Exactly the lines from the beginning of the material to the line with "to well-understood diagnostics." are to be repeated, both ends included.

#### DATA SECTION

use serde::{Deserialize, Serialize};
use std::fmt;

/// Severity of a [`Diagnostic`].
#[derive(Debug, Clone, Copy, PartialEq, Eq, Hash, Serialize, Deserialize)]
#[serde(rename_all = "lowercase")]
pub enum DiagnosticKind {
    Error,
    Warning,
    Info,
}

/// Machine-readable classification attached to well-understood diagnostics.
#[derive(Debug, Clone, Copy, PartialEq, Eq, Hash, Serialize, Deserialize)]
#[serde(rename_all = "kebab-case")]
pub enum DiagnosticCode {
    UndefinedControlSequence,
    MissingPackage,
    MissingFile,
    CitationUndefined,
    Rerun,
    OverfullHbox,
    UnderfullHbox,
    Kpathsea,
    /// latexmk could not find the Perl interpreter it runs on.
    MissingPerl,
    /// `-shell-escape` was requested but the workspace policy forbids it.
    ShellEscapeDisabled,
    /// Finding reported by ChkTeX.
    Chktex,
}

impl DiagnosticCode {
    pub fn as_str(self) -> &'static str {
        match self {
            DiagnosticCode::UndefinedControlSequence => "undefined-control-sequence",
            DiagnosticCode::MissingPackage => "missing-package",
            DiagnosticCode::MissingFile => "missing-file",
            DiagnosticCode::CitationUndefined => "citation-undefined",
            DiagnosticCode::Rerun => "rerun",
            DiagnosticCode::OverfullHbox => "overfull-hbox",
            DiagnosticCode::UnderfullHbox => "underfull-hbox",
            DiagnosticCode::Kpathsea => "kpathsea",
            DiagnosticCode::MissingPerl => "missing-perl",
            DiagnosticCode::ShellEscapeDisabled => "shell-escape-disabled",
            DiagnosticCode::Chktex => "chktex",
        }
    }
}

impl fmt::Display for DiagnosticCode {
    fn fmt(&self, f: &mut fmt::Formatter<'_>) -> fmt::Result {
        f.write_str(self.as_str())
    }
}

/// One structured finding extracted from tool output.
#[derive(Debug, Clone, PartialEq, Eq, Serialize, Deserialize)]
pub struct Diagnostic {
    #[serde(rename = "type")]
    pub kind: DiagnosticKind,
    pub message: String,
    #[serde(skip_serializing_if = "Option::is_none")]
    pub file: Option<String>,
    /// 1-based source line.
    #[serde(skip_serializing_if = "Option::is_none")]
    pub line: Option<u32>,
    /// 1-based source column.
    #[serde(skip_serializing_if = "Option::is_none")]
    pub column: Option<u32>,
    #[serde(skip_serializing_if = "Option::is_none")]
    pub code: Option<DiagnosticCode>,
    #[serde(skip_serializing_if = "Option::is_none")]
    pub hint: Option<String>,
}

impl Diagnostic {
    pub fn new(kind: DiagnosticKind, message: impl Into<String>) -> Self {
        Self {
            kind,
            message: message.into(),
            file: None,
            line: None,
            column: None,
            code: None,
            hint: None,
        }
    }

    pub fn error(message: impl Into<String>) -> Self {
        Self::new(DiagnosticKind::Error, message)
    }

    pub fn warning(message: impl Into<String>) -> Self {
        Self::new(DiagnosticKind::Warning, message)
    }

    pub fn with_file(mut self, file: Option<impl Into<String>>) -> Self {
        self.file = file.map(Into::into);
        self
    }

    pub fn with_line(mut self, line: Option<u32>) -> Self {
        self.line = line;
        self
    }

    pub fn with_column(mut self, column: Option<u32>) -> Self {
        self.column = column;
        self
    }

    pub fn with_code(mut self, code: DiagnosticCode) -> Self {
        self.code = Some(code);
        self
    }

    pub fn with_hint(mut self, hint: impl Into<String>) -> Self {
        self.hint = Some(hint.into());
        self
    }

    pub fn is_error(&self) -> bool {
        self.kind == DiagnosticKind::Error
    }

    /// Collapses whitespace runs in the message to single spaces and trims it.
    pub fn normalized(mut self) -> Self {
        self.message = self.message.split_whitespace().collect::<Vec<_>>().join(" ");
        self
    }
}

########

▶ [ANSWER TO THIS PROBLEM]
use serde::{Deserialize, Serialize};
use std::fmt;

/// Severity of a [`Diagnostic`].
#[derive(Debug, Clone, Copy, PartialEq, Eq, Hash, Serialize, Deserialize)]
#[serde(rename_all = "lowercase")]
pub enum DiagnosticKind {
    Error,
    Warning,
    Info,
}

/// Machine-readable classification attached to well-understood diagnostics.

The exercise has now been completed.